### Source material

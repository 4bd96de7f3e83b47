use super::types::{ChangeBatch, ContentChange};
use crate::config::AggregatorConfig;
use chrono::{DateTime, Utc};
use tokio::sync::mpsc;
use tokio::time::{self, Duration, Instant};
use tokio_util::sync::CancellationToken;

const DISARMED: Duration = Duration::from_secs(86_400);

/// Fired once after the editor has been quiet for the idle threshold.
#[derive(Debug, Clone, PartialEq)]
pub struct IdleSignal {
    pub document_id: String,
    pub content: String,
    pub last_edit_at: DateTime<Utc>,
}

#[derive(Debug, Clone, PartialEq)]
pub enum WatchSignal {
    Batch(ChangeBatch),
    Idle(IdleSignal),
}

/// Debounces raw edits into per-document change batches and detects idle
/// periods.
///
/// Every edit re-arms both the quiet timer and the idle timer; only one of
/// each is live at a time. When the quiet timer fires, edits accumulated
/// since the last emission are merged last-write-wins per document.
pub struct ChangeAggregator {
    quiet: Duration,
    idle: Duration,
    pending: Vec<ChangeBatch>,
    latest: Option<ContentChange>,
}

impl ChangeAggregator {
    pub fn new(config: &AggregatorConfig) -> Self {
        Self {
            quiet: Duration::from_millis(config.quiet_ms),
            idle: Duration::from_millis(config.idle_ms),
            pending: Vec::new(),
            latest: None,
        }
    }

    /// Record an edit. Later edits to the same document supersede earlier
    /// ones; the batch remembers how many edits it absorbed.
    pub fn push(&mut self, change: ContentChange) {
        self.latest = Some(change.clone());
        if let Some(batch) = self
            .pending
            .iter_mut()
            .find(|batch| batch.change.document_id == change.document_id)
        {
            batch.edits += 1;
            batch.change = change;
            return;
        }
        self.pending.push(ChangeBatch {
            first_edit_at: change.timestamp,
            change,
            edits: 1,
        });
    }

    /// Take every pending batch, in order of each document's first edit.
    pub fn flush(&mut self) -> Vec<ChangeBatch> {
        std::mem::take(&mut self.pending)
    }

    pub fn has_pending(&self) -> bool {
        !self.pending.is_empty()
    }

    fn idle_signal(&self) -> Option<IdleSignal> {
        self.latest.as_ref().map(|change| IdleSignal {
            document_id: change.document_id.clone(),
            content: change.content.clone(),
            last_edit_at: change.timestamp,
        })
    }

    /// Consume edits until cancelled or the edit channel closes. Pending
    /// edits are flushed before returning.
    pub async fn run(
        mut self,
        mut edits: mpsc::Receiver<ContentChange>,
        signals: mpsc::Sender<WatchSignal>,
        cancel: CancellationToken,
    ) {
        let mut quiet_deadline: Option<Instant> = None;
        let mut idle_deadline: Option<Instant> = None;

        loop {
            let quiet_at = quiet_deadline.unwrap_or_else(|| Instant::now() + DISARMED);
            let idle_at = idle_deadline.unwrap_or_else(|| Instant::now() + DISARMED);

            tokio::select! {
                biased;
                () = cancel.cancelled() => break,
                received = edits.recv() => {
                    let Some(change) = received else { break };
                    self.push(change);
                    let now = Instant::now();
                    quiet_deadline = Some(now + self.quiet);
                    idle_deadline = Some(now + self.idle);
                }
                () = time::sleep_until(quiet_at), if quiet_deadline.is_some() => {
                    quiet_deadline = None;
                    if !self.emit_batches(&signals).await {
                        return;
                    }
                }
                () = time::sleep_until(idle_at), if idle_deadline.is_some() => {
                    idle_deadline = None;
                    if let Some(signal) = self.idle_signal() {
                        tracing::debug!(document_id = %signal.document_id, "editor idle");
                        if signals.send(WatchSignal::Idle(signal)).await.is_err() {
                            return;
                        }
                    }
                }
            }
        }

        self.emit_batches(&signals).await;
    }

    async fn emit_batches(&mut self, signals: &mpsc::Sender<WatchSignal>) -> bool {
        for batch in self.flush() {
            tracing::debug!(
                document_id = %batch.change.document_id,
                edits = batch.edits,
                "emitting change batch"
            );
            if signals.send(WatchSignal::Batch(batch)).await.is_err() {
                tracing::warn!("change signal receiver dropped; stopping aggregator");
                return false;
            }
        }
        true
    }
}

######

● Exercise description
Exact copies of the lines from the one with "if let Some(signal)" through the final line of the listing should be returned, and no other lines.

● Finished task
                    if let Some(signal) = self.idle_signal() {
                        tracing::debug!(document_id = %signal.document_id, "editor idle");
                        if signals.send(WatchSignal::Idle(signal)).await.is_err() {
                            return;
                        }
                    }
                }
            }
        }

        self.emit_batches(&signals).await;
    }

    async fn emit_batches(&mut self, signals: &mpsc::Sender<WatchSignal>) -> bool {
        for batch in self.flush() {
            tracing::debug!(
                document_id = %batch.change.document_id,
                edits = batch.edits,
                "emitting change batch"
            );
            if signals.send(WatchSignal::Batch(batch)).await.is_err() {
                tracing::warn!("change signal receiver dropped; stopping aggregator");
                return false;
            }
        }
        true
    }
}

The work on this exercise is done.